Отношений между ними он вообще не понимал. С первого взгляда было понятно: эти трое – родные братья. Сиблинги. Но Юма близнецы, хотя он был явно их младше – ниже ростом, тоньше, с детским лицом, – боялись и едва не стелились ему под ноги. Они были сверхпредупредительны, хотя Юм-то вел себя так же, как всегда – но они боялись его, даже говорить с ним боялись – хотя и говорили-то лишь о здоровье Дая. А Юм разговаривал кратко, сторонился – но иногда втайне очень внимательно наблюдал за ними. Они, кстати, тоже украдкой на него подолгу смотрели – почти с тоской, с давней болью непонятной. И Юма, и близнецов это сосуществование возле Дая тяготило. Сами по себе они никогда бы, наверное, даже не подошли бы друг к другу. Близнецы бы не посмели, а Юм бы не захотел. Почему? Ведь они братья? Это видно. Настоящие братья, кровные, от одних родителей… Что же с ними стряслось?

Дни, которые они проводили вместе с утра до ночи, прошли. Много-много уже таких дней прошло, из которых словно вырезаны были часы жизни – часы отсутствия Юма. Наступил и такой день, когда Юм не вернулся к вечеру. Да он и заранее предупредил, что не придет, что работы много.

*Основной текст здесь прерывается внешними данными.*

//! TypeScript declaration emitter.

use crate::ir::{Field, Schema, StructDef, Type, TypeDef, TypeDefKind};
use std::fmt::Write;

/// Options for TypeScript emission.
#[derive(Debug, Clone)]
pub struct TypeScriptOptions {
    /// Comment text written before the first declaration, without delimiters.
    pub banner: Option<String>,
    /// Prefix every declaration with `export`.
    pub export: bool,
}

impl Default for TypeScriptOptions {
    fn default() -> Self {
        Self {
            banner: None,
            export: true,
        }
    }
}

/// Emit declarations for every definition in the schema.
pub fn generate_typescript_types(schema: &Schema, options: &TypeScriptOptions) -> String {
    let mut out = String::new();

    if let Some(banner) = &options.banner {
        out.push_str("/* eslint-disable */\n");
        write_doc(&mut out, banner, 0);
        out.push('\n');
    }

    for (i, def) in schema.definitions.iter().enumerate() {
        if i > 0 {
            out.push('\n');
        }
        write_definition(&mut out, def, options.export);
    }

    out
}

fn write_definition(out: &mut String, def: &TypeDef, export: bool) {
    if let Some(docs) = &def.docs {
        write_doc(out, docs, 0);
    }
    let export = if export { "export " } else { "" };
    match &def.kind {
        TypeDefKind::Interface(body) => {
            let _ = write!(out, "{}interface {} ", export, def.name);
            write_struct(out, body, 0);
            out.push('\n');
        }
        TypeDefKind::Alias(ty) => {
            let _ = write!(out, "{}type {} = ", export, def.name);
            write_type(out, ty, 0, Position::Top);
            out.push_str(";\n");
        }
    }
}

/// Where a type appears, for parenthesization.
#[derive(Clone, Copy, PartialEq)]
enum Position {
    Top,
    UnionMember,
    IntersectionMember,
    ArrayElement,
}

fn write_type(out: &mut String, ty: &Type, depth: usize, position: Position) {
    match ty {
        Type::String => out.push_str("string"),
        Type::Number => out.push_str("number"),
        Type::Boolean => out.push_str("boolean"),
        Type::Null => out.push_str("null"),
        Type::Unknown => out.push_str("unknown"),
        Type::Never => out.push_str("never"),
        Type::Literal(raw) | Type::Ref(raw) => out.push_str(raw),
        Type::Raw(raw) => {
            if matches!(
                position,
                Position::IntersectionMember | Position::ArrayElement
            ) {
                let _ = write!(out, "({})", raw);
            } else {
                out.push_str(raw);
            }
        }
        Type::Array(inner) => {
            write_type(out, inner, depth, Position::ArrayElement);
            out.push_str("[]");
        }
        Type::Tuple(items) => {
            out.push('[');
            for (i, item) in items.iter().enumerate() {
                if i > 0 {
                    out.push_str(", ");
                }
                write_type(out, item, depth, Position::Top);
            }
            out.push(']');
        }
        Type::Union(members) => {
            let wrap = matches!(
                position,
                Position::IntersectionMember | Position::ArrayElement
            ) && members.len() > 1;
            write_joined(out, members, " | ", depth, Position::UnionMember, wrap);
        }
        Type::Intersection(members) => {
            let wrap = matches!(position, Position::UnionMember | Position::ArrayElement)
                && members.len() > 1;
            write_joined(
                out,
                members,
                " & ",
                depth,
                Position::IntersectionMember,
                wrap,
            );
        }
        Type::Object(body) => write_struct(out, body, depth),
    }
}

fn write_joined(
    out: &mut String,
    members: &[Type],
    separator: &str,
    depth: usize,
    position: Position,
    wrap: bool,
) {
    if wrap {
        out.push('(');
    }
    for (i, member) in members.iter().enumerate() {
        if i > 0 {
            out.push_str(separator);
        }
        write_type(out, member, depth, position);
    }
    if wrap {
        out.push(')');
    }
}

fn write_struct(out: &mut String, body: &StructDef, depth: usize) {
    if body.fields.is_empty() && body.index.is_none() {
        out.push_str("{}");
        return;
    }

    out.push_str("{\n");
    let inner = depth + 1;
    for field in &body.fields {
        write_field(out, field, inner);
    }
    if let Some(index) = &body.index {
        indent(out, inner);
        out.push_str("[k: string]: ");
        write_type(out, index, inner, Position::Top);
        out.push_str(";\n");
    }
    indent(out, depth);
    out.push('}');
}

fn write_field(out: &mut String, field: &Field, depth: usize) {
    match (&field.docs, field.deprecated) {
        (Some(docs), true) => write_doc(out, &format!("{}\n\n@deprecated", docs), depth),
        (None, true) => write_doc(out, "@deprecated", depth),
        (Some(docs), false) => write_doc(out, docs, depth),
        (None, false) => {}
    }
    indent(out, depth);
    out.push_str(&property_name(&field.name));
    if !field.required {
        out.push('?');
    }
    out.push_str(": ");
    write_type(out, &field.ty, depth, Position::Top);
    out.push_str(";\n");
}

/// Bare identifiers stay as-is; anything else is quoted as a JSON string.
fn property_name(name: &str) -> String {
    let mut chars = name.chars();
    let is_ident = chars
        .next()
        .is_some_and(|c| c.is_ascii_alphabetic() || c == '_' || c == '$')
        && chars.all(|c| c.is_ascii_alphanumeric() || c == '_' || c == '$');
    if is_ident {
        name.to_string()
    } else {
        serde_json::Value::String(name.to_string()).to_string()
    }
}

fn write_doc(out: &mut String, text: &str, depth: usize) {
    let text = text.replace("*/", "*\\/");
    indent(out, depth);
    out.push_str("/**\n");
    for line in text.trim_end().lines() {
        indent(out, depth);
        if line.trim().is_empty() {
            out.push_str(" *\n");
        } else {
            let _ = writeln!(out, " * {}", line.trim_end());
        }
    }
    indent(out, depth);
    out.push_str(" */\n");
}

fn indent(out: &mut String, depth: usize) {
    for _ in 0..depth {
        out.push_str("  ");
    }
}
//! Strip bare `string` from unions and intersections that already carry
//! string literals.
//!
//! Compilers emit `("a" | "b") & string` to say the literals are strings.
//! Wherever a union or intersection contains a string literal (directly, or
//! through nested unions, intersections and parentheses), its bare `string`
//! members are dropped and the parentheses on the way down are removed.

use super::{Fold, Rewrite, fold_module, walk_type};
use crate::ast::{Keyword, Module, TypeNode};

pub struct RemoveStringWidening;

impl Rewrite for RemoveStringWidening {
    fn name(&self) -> &'static str {
        "remove-string-widening"
    }

    fn rewrite(&self, module: Module) -> Module {
        let mut folder = WideningFolder { removed: 0 };
        let module = fold_module(&mut folder, module);
        tracing::debug!(removed = folder.removed, "string widening members");
        module
    }
}

struct WideningFolder {
    removed: usize,
}

impl WideningFolder {
    fn strip(&mut self, types: Vec<TypeNode>) -> Vec<TypeNode> {
        let before = types.len();
        let kept: Vec<_> = types
            .into_iter()
            .filter(|t| !t.is_keyword(Keyword::String))
            .collect();
        self.removed += before - kept.len();
        kept.into_iter().map(|t| self.fold_type(t)).collect()
    }
}

impl Fold for WideningFolder {
    fn fold_type(&mut self, ty: TypeNode) -> TypeNode {
        if !ty.intersects_string_literal() {
            return walk_type(self, ty);
        }
        match ty {
            TypeNode::Union(types) => TypeNode::Union(self.strip(types)),
            TypeNode::Intersection(types) => TypeNode::Intersection(self.strip(types)),
            TypeNode::Parenthesized(inner) => self.fold_type(*inner),
            literal => literal,
        }
    }
}

#[cfg(test)]
mod tests {
    use super::*;
    use crate::input::read_typescript;
    use crate::output::{FormatOptions, print_module};

    fn run(source: &str) -> String {
        let module = read_typescript(source).unwrap();
        print_module(&RemoveStringWidening.rewrite(module), &FormatOptions::default())
    }

    #[test]
    fn test_literal_union_intersected_with_string() {
        assert_eq!(
            run(r#"type T = ("a" | "b" | "c") & string;"#),
            "type T = \"a\" | \"b\" | \"c\";\n"
        );
    }

    #[test]
    fn test_string_first() {
        assert_eq!(
            run(r#"type T = string & ("a" | "b");"#),
            "type T = \"a\" | \"b\";\n"
        );
    }

    #[test]
    fn test_single_literal() {
        assert_eq!(run(r#"type T = "a" & string;"#), "type T = \"a\";\n");
    }

    #[test]
    fn test_nested_parentheses() {
        assert_eq!(
            run(r#"type T = ((("a" | "b") & string) | "c") & string;"#),
            "type T = \"a\" | \"b\" | \"c\";\n"
        );
    }

    #[test]
    fn test_inside_property_and_array() {
        assert_eq!(
            run(r#"interface I { level?: (("low" | "high") & string)[]; }"#),
            "interface I {\n  level?: (\"low\" | \"high\")[];\n}\n"
        );
    }

    #[test]
    fn test_keeps_other_members() {
        assert_eq!(
            run(r#"type T = ("a" | Named) & string & Branded;"#),
            "type T = (\"a\" | Named) & Branded;\n"
        );
    }

    #[test]
    fn test_no_literal_no_change() {
        let source = "type T = (A | B) & string;";
        let module = read_typescript(source).unwrap();
        assert_eq!(RemoveStringWidening.rewrite(module.clone()), module);
    }
}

Близнецы проследили, как Дай ляжет, закрыли дверь и ушли. В это время Юм садился рядом со своей работой, и можно было, поглядывая на него, потихоньку засыпать. Или он не работал и тогда мог рассказывать короткие сказки, да и просто говорил что-то простое и ласковое. И спал он – если спал вообще – в комнате, дверь в которую была открыта из комнаты Дая, и ночью, если вдруг Дай просыпался, Юм уже был рядом, бессонный, серьезный; приносил водички раньше, чем Дай соображал, что хочет пить. Как теперь привыкнуть жить без него? Это же… Невозможно! Но ведь он уже выздоровел… Юм оставит его с близнецами?

Нечего сейчас о будущем думать. С тем бы разобраться, что теперь его окружает. И с тем, что он натворил своим дурацким превращением.

Он помнил, как решился. Помнил прыжок со стула назад себя, помнил переворот в тугом тихом воздухе. Даже помнил секундный, жалеюще брезгливый взгляд Уни после того, как она посмотрела на картинку с Нирахом. Из-за этого взгляда он на самом-то деле и решился. А что потом было – не помнил, и кто он на самом деле – не узнал. Но ведь Юм-то знает? И близнецы? И они больше не смотрят на Дая с отвращением и подозрением, нет, они даже не дали ему умереть. Значит, он хороший… Не василиск… Не василиск!! Наверное.

Но на сердце все равно тяжело. Дай знал, конечно, что Юм его дурачком не считает, но почему не хочет ничего объяснять? Маленьким считает? Жалеет? Плохо без него, пусто. Посмотреть сон про камушки? Что-то соскучился он… В эти дни с Юмом думать о них забыл… Там хорошо, там узоры и узорчики, и еще больше ждут вперемешку, пока он их разберет, разложит; там тихо и синие деревья…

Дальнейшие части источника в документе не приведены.